TFC has cemented its place in Toronto’s sports landscape

Toronto FC manager Greg Vanney comments after a disappointing home opener for the squad.

TORONTO — Here’s a neat little talking point we haven’t been able to run out for a generation or so in this city. See, we’ve started to do this thing in Toronto where we debate–civilly, of course–which of our city’s sports teams will be the first to win a title: the Raptors, Blue Jays, Maple Leafs or Toronto FC.

The Argonauts? Yeah, they were once the conversation stopper, the answer nobody much wanted to hear. They were the fun-suckers, the team that took the wind out of the debate because–really–how hard is it to win a title in a nine- or eight-team league? Law of averages, and all that.

It is, of course, easier to win a Grey Cup than any of these other titles. Or, at least it ought to be. The NBA is the toughest, unless you have one of the three or four players in the league whose preferential treatment by officials is multiplied many-fold during the playoffs–a commodity which the Raptors, alas, don’t possess. Some place in-between is the World Series (lots of competitive balance plus the wear and tear of 162 games and the predominance of the single-most valuable yet delicate season-killing commodity in sports: the pitcher’s elbow tendon) and the Stanley Cup, with its long, brutal, post-season death march.

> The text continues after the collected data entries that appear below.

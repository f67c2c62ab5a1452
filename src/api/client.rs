//! HTTP client for the remote rental API.
//!
//! One method per endpoint. Each call is a single attempt: no retries, no
//! backoff. Callers decide what a failure means for the page.

use std::time::Duration;

use reqwest::{Client, Response};
use serde::de::DeserializeOwned;
use tracing::debug;

use super::error::{extract_detail, ApiError};
use crate::booking::{BookingRequest, SearchSelection};
use crate::models::{Accessory, Location, LocationKind, Vehicle};

/// Client bound to one API base URL
#[derive(Debug, Clone)]
pub struct ApiClient {
    http: Client,
    base_url: String,
}

impl ApiClient {
    pub fn new(base_url: &str, timeout: Duration) -> Result<Self, ApiError> {
        let http = Client::builder().timeout(timeout).build()?;
        Ok(Self {
            http,
            base_url: base_url.trim_end_matches('/').to_string(),
        })
    }

    pub fn base_url(&self) -> &str {
        &self.base_url
    }

    fn url(&self, path: &str) -> String {
        format!("{}{}", self.base_url, path)
    }

    /// Vehicles available for the selection
    pub async fn search_vehicles(&self, selection: &SearchSelection) -> Result<Vec<Vehicle>, ApiError> {
        let response = self
            .http
            .get(self.url("/api/vehicles/"))
            .query(&selection.query_params())
            .send()
            .await?;
        read_json(response).await
    }

    /// Single vehicle by route key (uuid)
    pub async fn vehicle_details(&self, key: &str) -> Result<Vehicle, ApiError> {
        let response = self
            .http
            .get(self.url("/api/vehicles/details/"))
            .query(&[("uuid", key)])
            .send()
            .await?;
        read_json(response).await
    }

    /// Accessories offered for a vehicle
    pub async fn accessories(&self, vehicle_key: &str) -> Result<Vec<Accessory>, ApiError> {
        let response = self
            .http
            .get(self.url("/api/accessories/"))
            .query(&[("vehicle_uuid", vehicle_key)])
            .send()
            .await?;
        read_json(response).await
    }

    pub async fn locations(&self, kind: LocationKind) -> Result<Vec<Location>, ApiError> {
        let response = self
            .http
            .get(self.url("/api/locations/"))
            .query(&[("type", kind.as_str())])
            .send()
            .await?;
        read_json(response).await
    }

    /// Submit a booking. Any 2xx is success; the body is not inspected.
    pub async fn create_booking(&self, request: &BookingRequest) -> Result<(), ApiError> {
        let response = self
            .http
            .post(self.url("/api/booking/create/"))
            .json(request)
            .send()
            .await?;
        ensure_success(response).await.map(|_| ())
    }
}

async fn ensure_success(response: Response) -> Result<Response, ApiError> {
    let status = response.status();
    if status.is_success() {
        return Ok(response);
    }

    let body = response.text().await.unwrap_or_default();
    debug!("Rental API error {}: {}", status, body);
    Err(ApiError::Status {
        status: status.as_u16(),
        detail: extract_detail(&body),
    })
}

async fn read_json<T: DeserializeOwned>(response: Response) -> Result<T, ApiError> {
    let response = ensure_success(response).await?;
    let bytes = response.bytes().await?;
    Ok(serde_json::from_slice(&bytes)?)
}
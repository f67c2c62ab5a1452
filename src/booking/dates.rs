//! Date and time handling for the booking flow.
//!
//! Dates reach us as ISO `yyyy-mm-dd` (browser date inputs) or as
//! `dd/mm/yyyy` (typed by hand). Both normalize to ISO. Times are `HH:MM`.
//! Timestamps sent to the backend are naive; no timezone is attached.

use chrono::{Duration, NaiveDate, NaiveDateTime, NaiveTime};

pub const ISO_DATE: &str = "%Y-%m-%d";
const TIMESTAMP: &str = "%Y-%m-%dT%H:%M:%S";

/// Why a date or time string was rejected
#[derive(Debug, Clone, PartialEq, Eq, thiserror::Error)]
pub enum DateError {
    #[error("date is empty")]
    Empty,

    #[error("date {0:?} is missing a day, month or year")]
    Incomplete(String),

    #[error("{0:?} is not a valid date")]
    InvalidDate(String),

    #[error("{0:?} is not a valid time of day")]
    InvalidTime(String),
}

/// Parse either accepted date shape.
pub fn parse_date(input: &str) -> Result<NaiveDate, DateError> {
    let input = input.trim();
    if input.is_empty() {
        return Err(DateError::Empty);
    }

    if input.contains('-') {
        return NaiveDate::parse_from_str(input, ISO_DATE)
            .map_err(|_| DateError::InvalidDate(input.to_string()));
    }

    let parts: Vec<&str> = input.split('/').map(str::trim).collect();
    let (day, month, year) = match parts.as_slice() {
        [day, month, year] if !day.is_empty() && !month.is_empty() && !year.is_empty() => {
            (*day, *month, *year)
        }
        [_, _, _, ..] if parts.len() > 3 => {
            return Err(DateError::InvalidDate(input.to_string()))
        }
        _ => return Err(DateError::Incomplete(input.to_string())),
    };

    let iso = format!("{}-{:0>2}-{:0>2}", year, month, day);
    NaiveDate::parse_from_str(&iso, ISO_DATE).map_err(|_| DateError::InvalidDate(input.to_string()))
}

/// Normalize a date to zero-padded ISO form.
///
/// ```
/// use carhire_web::booking::dates::normalize_date;
///
/// assert_eq!(normalize_date("16/11/2025").unwrap(), "2025-11-16");
/// assert_eq!(normalize_date("2025-11-16").unwrap(), "2025-11-16");
/// ```
pub fn normalize_date(input: &str) -> Result<String, DateError> {
    parse_date(input).map(|date| date.format(ISO_DATE).to_string())
}

pub fn parse_time(input: &str) -> Result<NaiveTime, DateError> {
    let input = input.trim();
    NaiveTime::parse_from_str(input, "%H:%M")
        .or_else(|_| NaiveTime::parse_from_str(input, "%H:%M:%S"))
        .map_err(|_| DateError::InvalidTime(input.to_string()))
}

/// `{date}T{HH:MM}:00` with the date normalized first.
pub fn combine_date_time(date: &str, time: &str) -> Result<String, DateError> {
    let date = parse_date(date)?;
    let time = parse_time(time)?;
    Ok(NaiveDateTime::new(date, time).format(TIMESTAMP).to_string())
}

/// Twelve-hour clock: "13:30" becomes "1:30 PM", midnight is "12:00 AM".
pub fn format_time_12h(time: &str) -> Result<String, DateError> {
    Ok(parse_time(time)?.format("%-I:%M %p").to_string())
}

/// Long form used on the review page, e.g. "November 16, 2025 10:00 AM".
pub fn format_date_time(date: &str, time: &str) -> Result<String, DateError> {
    let date = parse_date(date)?;
    Ok(format!("{} {}", date.format("%B %-d, %Y"), format_time_12h(time)?))
}

/// Short form used in the search bar, e.g. "Sun, Nov 16". Unparseable input
/// shows as a dash.
pub fn format_short_date(date: &str) -> String {
    parse_date(date)
        .map(|d| d.format("%a, %b %-d").to_string())
        .unwrap_or_else(|_| "—".to_string())
}

/// Pickup and return dates/times for a rental.
#[derive(Debug, Clone, PartialEq, Eq, Default)]
pub struct RentalWindow {
    pub pickup_date: String,
    pub pickup_time: String,
    pub return_date: String,
    pub return_time: String,
}

/// Default rental length offered on the search page
pub const DEFAULT_RENTAL_DAYS: i64 = 28;
pub const DEFAULT_RETURN_TIME: &str = "10:00";

impl RentalWindow {
    /// Pickup now, return four weeks later at 10:00.
    pub fn starting_at(now: NaiveDateTime) -> Self {
        let return_day = now.date() + Duration::days(DEFAULT_RENTAL_DAYS);
        Self {
            pickup_date: now.date().format(ISO_DATE).to_string(),
            pickup_time: now.time().format("%H:%M").to_string(),
            return_date: return_day.format(ISO_DATE).to_string(),
            return_time: DEFAULT_RETURN_TIME.to_string(),
        }
    }

    /// Every date and time filled in
    pub fn is_complete(&self) -> bool {
        [
            &self.pickup_date,
            &self.pickup_time,
            &self.return_date,
            &self.return_time,
        ]
        .iter()
        .all(|value| !value.trim().is_empty())
    }

    pub fn pickup_display(&self) -> String {
        format_date_time(&self.pickup_date, &self.pickup_time)
            .unwrap_or_else(|_| format!("{} {}", self.pickup_date, self.pickup_time))
    }

    pub fn return_display(&self) -> String {
        format_date_time(&self.return_date, &self.return_time)
            .unwrap_or_else(|_| format!("{} {}", self.return_date, self.return_time))
    }
}
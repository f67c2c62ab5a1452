//! Request DTOs for page forms and the quote endpoint.
//!
//! Booking state moves between pages as plain form fields. Every field
//! defaults to empty so a partial form still deserializes and the handler
//! decides what is missing.

use std::collections::BTreeSet;

use serde::{Deserialize, Deserializer};

use super::dates::RentalWindow;
use super::draft::SearchSelection;
use super::form::RenterForm;

/// Location shown on the vehicle page when none was carried over
pub const FALLBACK_LOCATION: &str = "Dubai Al Quoz Head Office";
const FALLBACK_PICKUP_DATE: &str = "2025-11-16";
const FALLBACK_PICKUP_TIME: &str = "10:00";
const FALLBACK_RETURN_DATE: &str = "2025-12-14";
const FALLBACK_RETURN_TIME: &str = "08:00";

fn non_blank(value: Option<String>) -> Option<String> {
    value.map(|v| v.trim().to_string()).filter(|v| !v.is_empty())
}

fn or_default(value: Option<String>, default: &str) -> String {
    non_blank(value).unwrap_or_else(|| default.to_string())
}

/// HTML checkbox: present with any value other than an explicit "off"
/// means checked.
fn checkbox<'de, D>(deserializer: D) -> Result<bool, D::Error>
where
    D: Deserializer<'de>,
{
    let value = Option::<String>::deserialize(deserializer)?;
    Ok(match value.as_deref().map(str::trim) {
        None | Some("") => false,
        Some(v) => !matches!(v.to_ascii_lowercase().as_str(), "off" | "false" | "0"),
    })
}

/// Query string of the search page
#[derive(Debug, Default, Deserialize)]
pub struct SearchQuery {
    #[serde(default)]
    pub pickup_location: Option<String>,
    #[serde(default)]
    pub return_location: Option<String>,
    #[serde(default)]
    pub pickup_date: Option<String>,
    #[serde(default)]
    pub pickup_time: Option<String>,
    #[serde(default)]
    pub return_date: Option<String>,
    #[serde(default)]
    pub return_time: Option<String>,
    /// Route key of the vehicle whose details panel is open
    #[serde(default)]
    pub open: Option<String>,
}

impl SearchQuery {
    /// Fill anything the customer left out from the given defaults.
    pub fn into_selection(
        self,
        default_pickup: Option<String>,
        default_return: Option<String>,
        defaults: RentalWindow,
    ) -> SearchSelection {
        SearchSelection {
            pickup_location: non_blank(self.pickup_location).or(default_pickup),
            return_location: non_blank(self.return_location).or(default_return),
            window: RentalWindow {
                pickup_date: or_default(self.pickup_date, &defaults.pickup_date),
                pickup_time: or_default(self.pickup_time, &defaults.pickup_time),
                return_date: or_default(self.return_date, &defaults.return_date),
                return_time: or_default(self.return_time, &defaults.return_time),
            },
        }
    }
}

/// Query string of the vehicle page
#[derive(Debug, Default, Deserialize)]
pub struct VehicleQuery {
    #[serde(default)]
    pub pickup_location: Option<String>,
    #[serde(default)]
    pub return_location: Option<String>,
    #[serde(default)]
    pub pickup_date: Option<String>,
    #[serde(default)]
    pub pickup_time: Option<String>,
    #[serde(default)]
    pub return_date: Option<String>,
    #[serde(default)]
    pub return_time: Option<String>,
    #[serde(default)]
    pub accessories: Vec<String>,
}

impl VehicleQuery {
    pub fn pickup_location(&self) -> String {
        or_default(self.pickup_location.clone(), FALLBACK_LOCATION)
    }

    pub fn return_location(&self) -> String {
        or_default(self.return_location.clone(), FALLBACK_LOCATION)
    }

    pub fn window(&self) -> RentalWindow {
        RentalWindow {
            pickup_date: or_default(self.pickup_date.clone(), FALLBACK_PICKUP_DATE),
            pickup_time: or_default(self.pickup_time.clone(), FALLBACK_PICKUP_TIME),
            return_date: or_default(self.return_date.clone(), FALLBACK_RETURN_DATE),
            return_time: or_default(self.return_time.clone(), FALLBACK_RETURN_TIME),
        }
    }

    pub fn selected(&self) -> BTreeSet<String> {
        selected_ids(&self.accessories)
    }
}

fn selected_ids(ids: &[String]) -> BTreeSet<String> {
    ids.iter()
        .map(|id| id.trim())
        .filter(|id| !id.is_empty())
        .map(str::to_string)
        .collect()
}

/// Booking draft as posted from the vehicle page
#[derive(Debug, Clone, Default, Deserialize)]
pub struct DraftFields {
    #[serde(default)]
    pub vehicle: String,
    #[serde(default)]
    pub pickup_location: String,
    #[serde(default)]
    pub return_location: String,
    #[serde(default)]
    pub pickup_date: String,
    #[serde(default)]
    pub pickup_time: String,
    #[serde(default)]
    pub return_date: String,
    #[serde(default)]
    pub return_time: String,
    #[serde(default)]
    pub accessories: Vec<String>,
}

impl DraftFields {
    pub fn window(&self) -> RentalWindow {
        RentalWindow {
            pickup_date: self.pickup_date.trim().to_string(),
            pickup_time: self.pickup_time.trim().to_string(),
            return_date: self.return_date.trim().to_string(),
            return_time: self.return_time.trim().to_string(),
        }
    }

    pub fn selected(&self) -> BTreeSet<String> {
        selected_ids(&self.accessories)
    }
}

/// Review page submission: the carried draft plus the renter form
#[derive(Debug, Default, Deserialize)]
pub struct SubmitBookingForm {
    #[serde(default)]
    pub vehicle: String,
    #[serde(default)]
    pub pickup_location: String,
    #[serde(default)]
    pub return_location: String,
    #[serde(default)]
    pub pickup_date: String,
    #[serde(default)]
    pub pickup_time: String,
    #[serde(default)]
    pub return_date: String,
    #[serde(default)]
    pub return_time: String,
    #[serde(default)]
    pub accessories: Vec<String>,

    #[serde(default)]
    pub first_name: String,
    #[serde(default)]
    pub last_name: String,
    #[serde(default)]
    pub dob: String,
    #[serde(default)]
    pub nationality: String,
    #[serde(default)]
    pub phone: String,
    #[serde(default)]
    pub email: String,
    #[serde(default)]
    pub address: String,
    #[serde(default)]
    pub license_number: String,
    #[serde(default)]
    pub license_expiry: String,
    #[serde(default)]
    pub license_issuer: String,
    #[serde(default, deserialize_with = "checkbox")]
    pub terms_accepted: bool,
}

impl SubmitBookingForm {
    pub fn into_parts(self) -> (DraftFields, RenterForm) {
        let draft = DraftFields {
            vehicle: self.vehicle,
            pickup_location: self.pickup_location,
            return_location: self.return_location,
            pickup_date: self.pickup_date,
            pickup_time: self.pickup_time,
            return_date: self.return_date,
            return_time: self.return_time,
            accessories: self.accessories,
        };
        let renter = RenterForm {
            first_name: self.first_name,
            last_name: self.last_name,
            dob: self.dob,
            nationality: self.nationality,
            phone: self.phone,
            email: self.email,
            address: self.address,
            license_number: self.license_number,
            license_expiry: self.license_expiry,
            license_issuer: self.license_issuer,
            terms_accepted: self.terms_accepted,
        };
        (draft, renter)
    }
}

/// Body of `POST /api/quote`
#[derive(Debug, Deserialize)]
pub struct QuoteRequest {
    pub vehicle: String,
    #[serde(default)]
    pub accessories: Vec<String>,
}

impl QuoteRequest {
    pub fn selected(&self) -> BTreeSet<String> {
        selected_ids(&self.accessories)
    }
}
//! Pickup and return locations

use std::fmt;

use serde::{Deserialize, Serialize};

use super::Id;

/// Which location list an entry belongs to
#[derive(Debug, Clone, Copy, PartialEq, Eq, Hash, Serialize, Deserialize)]
#[serde(rename_all = "lowercase")]
pub enum LocationKind {
    Pickup,
    Return,
}

impl LocationKind {
    pub fn as_str(&self) -> &'static str {
        match self {
            LocationKind::Pickup => "pickup",
            LocationKind::Return => "return",
        }
    }
}

impl fmt::Display for LocationKind {
    fn fmt(&self, f: &mut fmt::Formatter<'_>) -> fmt::Result {
        f.write_str(self.as_str())
    }
}

/// Location record from the locations endpoint. Every descriptive field is
/// optional.
#[derive(Debug, Clone, Default, PartialEq, Deserialize)]
pub struct Location {
    #[serde(default)]
    pub id: Option<Id>,
    #[serde(default, rename = "type")]
    pub kind: Option<String>,
    #[serde(default)]
    pub location_name: Option<String>,
    #[serde(default)]
    pub district: Option<String>,
    #[serde(default)]
    pub state: Option<String>,
    #[serde(default)]
    pub emirate: Option<String>,
    #[serde(default)]
    pub emirate_name: Option<String>,
    #[serde(default)]
    pub location: Option<String>,
    #[serde(default)]
    pub location_map_id: Option<Id>,
}

fn present(value: &Option<String>) -> Option<&str> {
    value.as_deref().map(str::trim).filter(|v| !v.is_empty())
}

impl Location {
    /// The id, unless it is missing or blank.
    pub fn usable_id(&self) -> Option<&Id> {
        self.id.as_ref().filter(|id| !id.is_empty())
    }

    /// Human readable label: name, district, state and emirate joined with
    /// commas, then the free-text `location` if it adds anything.
    pub fn display_name(&self) -> String {
        let mut parts: Vec<&str> = Vec::new();
        parts.extend(present(&self.location_name));
        parts.extend(present(&self.district));
        parts.extend(present(&self.state));
        match present(&self.emirate_name) {
            Some(emirate) => parts.push(emirate),
            None => parts.extend(present(&self.emirate)),
        }
        if let Some(extra) = present(&self.location) {
            if !parts.contains(&extra) {
                parts.push(extra);
            }
        }

        if parts.is_empty() {
            self.id.as_ref().map(Id::to_string).unwrap_or_default()
        } else {
            parts.join(", ")
        }
    }
}

/// A location as carried through the booking flow: a known record, or a
/// free-text label when nothing better is available.
#[derive(Debug, Clone, PartialEq)]
pub enum LocationRef {
    Label(String),
    Record(Location),
}

/// What the booking endpoint receives for a location.
#[derive(Debug, Clone, PartialEq, Serialize)]
#[serde(untagged)]
pub enum LocationReference {
    Id(Id),
    Label(String),
}

impl LocationRef {
    pub fn display(&self) -> String {
        match self {
            LocationRef::Label(label) => label.clone(),
            LocationRef::Record(record) => record.display_name(),
        }
    }

    /// The identifier for records that have one, the raw text otherwise.
    pub fn reference(&self) -> LocationReference {
        match self {
            LocationRef::Record(record) => match record.usable_id() {
                Some(id) => LocationReference::Id(id.clone()),
                None => LocationReference::Label(record.display_name()),
            },
            LocationRef::Label(label) => LocationReference::Label(label.clone()),
        }
    }

    /// Value carried in page forms so the location can be resolved again on
    /// the next step.
    pub fn form_value(&self) -> String {
        match self.reference() {
            LocationReference::Id(id) => id.to_string(),
            LocationReference::Label(label) => label,
        }
    }
}

#[cfg(test)]
mod tests {
    use super::*;

    fn record(json: &str) -> Location {
        serde_json::from_str(json).unwrap()
    }

    #[test]
    fn test_structured_location_uses_id() {
        let loc = LocationRef::Record(record(r#"{"id": "L1", "location_name": "Downtown"}"#));
        assert_eq!(loc.reference(), LocationReference::Id(Id::from("L1")));
        assert_eq!(serde_json::to_string(&loc.reference()).unwrap(), "\"L1\"");
    }

    #[test]
    fn test_plain_location_passes_through() {
        let loc = LocationRef::Label("Downtown".to_string());
        assert_eq!(loc.reference(), LocationReference::Label("Downtown".to_string()));
        assert_eq!(loc.display(), "Downtown");
    }

    #[test]
    fn test_numeric_id_stays_numeric_on_the_wire() {
        let loc = LocationRef::Record(record(r#"{"id": 7, "location_name": "Airport"}"#));
        assert_eq!(serde_json::to_string(&loc.reference()).unwrap(), "7");
        assert_eq!(loc.form_value(), "7");
    }

    #[test]
    fn test_record_without_id_falls_back_to_label() {
        let loc = LocationRef::Record(record(r#"{"id": "", "location_name": "Marina"}"#));
        assert_eq!(loc.reference(), LocationReference::Label("Marina".to_string()));
    }

    #[test]
    fn test_display_joins_parts() {
        let loc = record(
            r#"{
                "id": 3,
                "location_name": "Al Quoz Head Office",
                "district": "Al Quoz",
                "emirate": "DXB",
                "emirate_name": "Dubai",
                "location": "Dubai"
            }"#,
        );
        assert_eq!(loc.display_name(), "Al Quoz Head Office, Al Quoz, Dubai");
    }

    #[test]
    fn test_display_uses_emirate_code_and_extra_location() {
        let loc = record(r#"{"id": 4, "state": "Sharjah", "emirate": "SHJ", "location": "Gate 2"}"#);
        assert_eq!(loc.display_name(), "Sharjah, SHJ, Gate 2");
    }

    #[test]
    fn test_display_degrades_to_id() {
        assert_eq!(record(r#"{"id": 99}"#).display_name(), "99");
        assert_eq!(record("{}").display_name(), "");
    }
}
//! Fuzz target: `SerialHandler::drain_messages`
//!
//! Drives arbitrary byte sequences through the Moppy parser, split at a
//! fuzzer-chosen point, and asserts that it never panics, never hands out
//! payloads larger than a frame can carry, and always comes to rest.
//!
//! cargo fuzz run fuzz_frame_parser

#![no_main]

use std::collections::VecDeque;

use floppyctl::app::ports::MessageConsumer;
use floppyctl::config::DeviceConfig;
use floppyctl::protocol::{ByteSource, Position, SerialHandler};
use libfuzzer_sys::fuzz_target;

struct Link(VecDeque<u8>);

impl ByteSource for Link {
    type Error = ();

    fn bytes_available(&self) -> usize {
        self.0.len()
    }

    fn read_exact(&mut self, buf: &mut [u8]) -> Result<(), ()> {
        if buf.len() > self.0.len() {
            return Err(());
        }
        let n = buf.len();
        for (slot, byte) in buf.iter_mut().zip(self.0.drain(..n)) {
            *slot = byte;
        }
        Ok(())
    }

    fn write(&mut self, data: &[u8]) -> Result<(), ()> {
        assert_eq!(data.len(), 8, "only pong frames are written");
        Ok(())
    }
}

struct Check;

impl MessageConsumer for Check {
    fn handle_system_message(&mut self, _command: u8, payload: &[u8]) {
        assert!(payload.len() < 255);
    }

    fn handle_device_message(&mut self, sub_address: u8, _command: u8, payload: &[u8]) {
        assert!(sub_address <= 8);
        assert!(payload.len() < 255);
    }
}

fuzz_target!(|data: &[u8]| {
    let Some((&split, rest)) = data.split_first() else {
        return;
    };
    let split = (split as usize).min(rest.len());

    let mut handler = SerialHandler::new(&DeviceConfig::default()).unwrap();
    let mut link = Link(rest[..split].iter().copied().collect());

    handler.drain_messages(&mut link, &mut Check);
    link.0.extend(&rest[split..]);
    handler.drain_messages(&mut link, &mut Check);

    match handler.position() {
        Position::AwaitBody { declared } => assert!(link.0.len() < declared as usize),
        _ => assert!(link.0.is_empty()),
    }
});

TFC has come closest, losing on penalties in the MLS Cup last season, and so they we were on a rainy, windy night by the lake celebrating the opening of the 2017 home schedule Friday night against the backdrop of what is already the most memorable Leafs season in years, the Raptors annual playoff appearance, and Opening Day for a Blue Jays team that has gone to back-to-back American League Championship Series.

Not everything has changed. If it’s a TFC home match, it must be raining biblically, and if it’s Sporting Kansas City as the opponent, they will press you and then sit back and wait for the counter-attack and then press again because that’s what they do and a point won’t come easy. In fact, the Reds’ scoreless draw with Sporting in front of 27,909 fans at BMO Field ran the visitor’s streak of games without a defeat against TFC to eight, six of those wins.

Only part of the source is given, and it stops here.